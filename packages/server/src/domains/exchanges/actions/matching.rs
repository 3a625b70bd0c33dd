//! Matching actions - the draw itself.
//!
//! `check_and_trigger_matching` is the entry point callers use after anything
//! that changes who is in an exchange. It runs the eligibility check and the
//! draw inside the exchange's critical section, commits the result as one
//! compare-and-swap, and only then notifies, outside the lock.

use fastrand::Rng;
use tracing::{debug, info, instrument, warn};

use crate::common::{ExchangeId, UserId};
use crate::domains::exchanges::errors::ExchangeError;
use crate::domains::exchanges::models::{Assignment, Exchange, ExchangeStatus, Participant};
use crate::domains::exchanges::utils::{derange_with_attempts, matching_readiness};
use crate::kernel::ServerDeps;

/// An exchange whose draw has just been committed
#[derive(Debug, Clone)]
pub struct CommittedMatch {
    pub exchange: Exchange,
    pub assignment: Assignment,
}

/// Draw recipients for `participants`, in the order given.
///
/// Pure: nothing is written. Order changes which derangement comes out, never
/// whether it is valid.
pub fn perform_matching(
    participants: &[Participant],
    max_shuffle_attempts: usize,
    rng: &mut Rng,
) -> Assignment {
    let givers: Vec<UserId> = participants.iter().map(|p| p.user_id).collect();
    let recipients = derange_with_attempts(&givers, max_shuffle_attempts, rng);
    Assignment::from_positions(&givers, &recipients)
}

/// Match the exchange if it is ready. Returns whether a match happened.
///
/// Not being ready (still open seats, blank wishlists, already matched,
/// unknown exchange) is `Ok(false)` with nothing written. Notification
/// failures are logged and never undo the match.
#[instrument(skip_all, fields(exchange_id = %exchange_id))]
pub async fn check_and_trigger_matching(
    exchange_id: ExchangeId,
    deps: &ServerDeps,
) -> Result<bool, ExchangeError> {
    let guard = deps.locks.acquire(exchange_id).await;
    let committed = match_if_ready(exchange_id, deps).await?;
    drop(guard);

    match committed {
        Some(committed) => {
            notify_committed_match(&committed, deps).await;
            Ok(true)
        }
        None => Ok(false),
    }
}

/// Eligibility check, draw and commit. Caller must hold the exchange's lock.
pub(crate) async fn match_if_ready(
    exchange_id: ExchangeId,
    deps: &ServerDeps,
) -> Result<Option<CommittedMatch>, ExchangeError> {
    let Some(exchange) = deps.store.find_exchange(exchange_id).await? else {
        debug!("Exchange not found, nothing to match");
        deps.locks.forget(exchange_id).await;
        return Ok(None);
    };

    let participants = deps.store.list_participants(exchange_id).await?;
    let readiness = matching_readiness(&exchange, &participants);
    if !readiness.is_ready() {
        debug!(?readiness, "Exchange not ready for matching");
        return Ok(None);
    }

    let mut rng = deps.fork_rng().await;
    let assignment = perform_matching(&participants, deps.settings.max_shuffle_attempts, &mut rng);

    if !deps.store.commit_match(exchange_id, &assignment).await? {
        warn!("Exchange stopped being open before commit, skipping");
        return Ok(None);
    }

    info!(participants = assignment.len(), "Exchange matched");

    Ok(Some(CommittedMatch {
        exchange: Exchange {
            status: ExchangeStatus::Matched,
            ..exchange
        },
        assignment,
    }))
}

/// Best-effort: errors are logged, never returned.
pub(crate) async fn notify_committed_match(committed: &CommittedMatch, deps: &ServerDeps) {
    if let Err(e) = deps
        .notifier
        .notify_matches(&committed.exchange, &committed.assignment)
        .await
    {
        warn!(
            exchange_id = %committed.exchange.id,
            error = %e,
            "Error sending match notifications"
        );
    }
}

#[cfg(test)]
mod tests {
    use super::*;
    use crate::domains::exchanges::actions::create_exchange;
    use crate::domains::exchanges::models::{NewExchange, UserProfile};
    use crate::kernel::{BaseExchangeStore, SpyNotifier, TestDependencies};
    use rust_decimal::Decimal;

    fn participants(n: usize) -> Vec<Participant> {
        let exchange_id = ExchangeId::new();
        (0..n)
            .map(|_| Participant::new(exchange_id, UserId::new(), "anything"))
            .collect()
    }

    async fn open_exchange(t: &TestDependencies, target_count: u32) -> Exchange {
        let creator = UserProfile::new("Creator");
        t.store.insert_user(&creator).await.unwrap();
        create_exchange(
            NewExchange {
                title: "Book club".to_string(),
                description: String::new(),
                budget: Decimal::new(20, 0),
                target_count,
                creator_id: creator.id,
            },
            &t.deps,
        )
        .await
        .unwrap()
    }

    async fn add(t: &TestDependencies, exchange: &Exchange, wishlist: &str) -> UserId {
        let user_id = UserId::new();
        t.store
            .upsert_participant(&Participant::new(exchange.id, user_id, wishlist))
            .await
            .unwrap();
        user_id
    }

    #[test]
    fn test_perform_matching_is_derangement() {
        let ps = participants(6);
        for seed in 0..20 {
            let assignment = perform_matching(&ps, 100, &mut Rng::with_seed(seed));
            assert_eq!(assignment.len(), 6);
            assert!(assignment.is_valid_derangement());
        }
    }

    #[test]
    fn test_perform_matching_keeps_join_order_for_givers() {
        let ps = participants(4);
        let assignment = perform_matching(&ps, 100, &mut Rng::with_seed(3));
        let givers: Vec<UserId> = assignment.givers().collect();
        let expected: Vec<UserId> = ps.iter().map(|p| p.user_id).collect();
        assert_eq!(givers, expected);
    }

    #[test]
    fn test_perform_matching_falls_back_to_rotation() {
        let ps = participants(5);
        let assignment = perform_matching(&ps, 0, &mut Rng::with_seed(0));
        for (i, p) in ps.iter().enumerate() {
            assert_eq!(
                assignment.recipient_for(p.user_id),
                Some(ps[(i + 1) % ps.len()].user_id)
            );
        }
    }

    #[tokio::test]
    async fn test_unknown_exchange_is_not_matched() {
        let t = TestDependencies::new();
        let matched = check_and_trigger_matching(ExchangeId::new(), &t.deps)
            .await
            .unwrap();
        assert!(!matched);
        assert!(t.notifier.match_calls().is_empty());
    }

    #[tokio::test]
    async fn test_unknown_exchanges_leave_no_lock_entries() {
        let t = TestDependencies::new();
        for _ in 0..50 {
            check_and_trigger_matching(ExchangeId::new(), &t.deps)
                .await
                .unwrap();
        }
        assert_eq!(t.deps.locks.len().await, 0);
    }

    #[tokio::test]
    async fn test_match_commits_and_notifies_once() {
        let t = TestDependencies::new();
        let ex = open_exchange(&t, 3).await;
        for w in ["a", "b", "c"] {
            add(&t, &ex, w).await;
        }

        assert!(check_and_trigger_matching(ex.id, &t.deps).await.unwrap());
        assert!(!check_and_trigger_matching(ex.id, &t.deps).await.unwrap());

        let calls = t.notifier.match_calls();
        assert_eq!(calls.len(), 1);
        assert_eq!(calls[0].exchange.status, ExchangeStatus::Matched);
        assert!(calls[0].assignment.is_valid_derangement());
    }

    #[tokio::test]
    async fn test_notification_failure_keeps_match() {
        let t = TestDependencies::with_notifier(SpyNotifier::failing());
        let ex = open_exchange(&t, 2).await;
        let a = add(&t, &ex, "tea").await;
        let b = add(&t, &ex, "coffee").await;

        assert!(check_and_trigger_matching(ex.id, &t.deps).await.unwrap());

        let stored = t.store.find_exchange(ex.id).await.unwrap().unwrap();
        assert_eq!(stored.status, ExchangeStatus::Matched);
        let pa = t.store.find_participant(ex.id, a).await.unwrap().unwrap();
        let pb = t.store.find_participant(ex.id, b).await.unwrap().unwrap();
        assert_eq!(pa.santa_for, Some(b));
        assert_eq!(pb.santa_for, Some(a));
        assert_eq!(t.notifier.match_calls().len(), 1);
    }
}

----

#### Exercise aim:
Within the material, how many lines hold "anything"? Say only the number.

#### Written solution:
2